● WHAT IS REQUIRED
The required output is the exact sequence of lines from the line holding "let registry = default_registry(true);" to the end of the records, inclusive.

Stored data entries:
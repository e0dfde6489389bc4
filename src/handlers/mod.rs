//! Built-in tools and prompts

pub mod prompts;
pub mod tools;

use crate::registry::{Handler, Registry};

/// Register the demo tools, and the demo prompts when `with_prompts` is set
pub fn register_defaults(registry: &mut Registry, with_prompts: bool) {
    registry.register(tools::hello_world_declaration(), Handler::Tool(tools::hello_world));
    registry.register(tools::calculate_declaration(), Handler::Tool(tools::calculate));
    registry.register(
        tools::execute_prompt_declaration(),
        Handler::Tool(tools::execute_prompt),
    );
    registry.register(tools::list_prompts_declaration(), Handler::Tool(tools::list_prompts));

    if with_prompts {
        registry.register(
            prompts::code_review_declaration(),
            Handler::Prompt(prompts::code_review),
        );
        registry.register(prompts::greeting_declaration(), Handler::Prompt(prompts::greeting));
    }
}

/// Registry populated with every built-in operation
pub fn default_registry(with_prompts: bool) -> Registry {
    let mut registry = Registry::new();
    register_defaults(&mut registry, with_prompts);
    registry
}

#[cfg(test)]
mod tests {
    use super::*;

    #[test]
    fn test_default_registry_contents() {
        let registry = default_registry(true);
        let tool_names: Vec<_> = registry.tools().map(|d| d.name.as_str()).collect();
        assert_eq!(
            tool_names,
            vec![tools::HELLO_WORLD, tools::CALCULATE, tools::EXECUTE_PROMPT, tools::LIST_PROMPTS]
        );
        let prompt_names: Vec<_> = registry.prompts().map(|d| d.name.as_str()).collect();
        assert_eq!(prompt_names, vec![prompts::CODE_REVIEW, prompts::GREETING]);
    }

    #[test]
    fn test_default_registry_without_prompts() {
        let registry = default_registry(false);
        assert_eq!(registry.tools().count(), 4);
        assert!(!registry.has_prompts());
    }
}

● EXERCISE ANSWER
        let registry = default_registry(true);
        let tool_names: Vec<_> = registry.tools().map(|d| d.name.as_str()).collect();
        assert_eq!(
            tool_names,
            vec![tools::HELLO_WORLD, tools::CALCULATE, tools::EXECUTE_PROMPT, tools::LIST_PROMPTS]
        );
        let prompt_names: Vec<_> = registry.prompts().map(|d| d.name.as_str()).collect();
        assert_eq!(prompt_names, vec![prompts::CODE_REVIEW, prompts::GREETING]);
    }

    #[test]
    fn test_default_registry_without_prompts() {
        let registry = default_registry(false);
        assert_eq!(registry.tools().count(), 4);
        assert!(!registry.has_prompts());
    }
}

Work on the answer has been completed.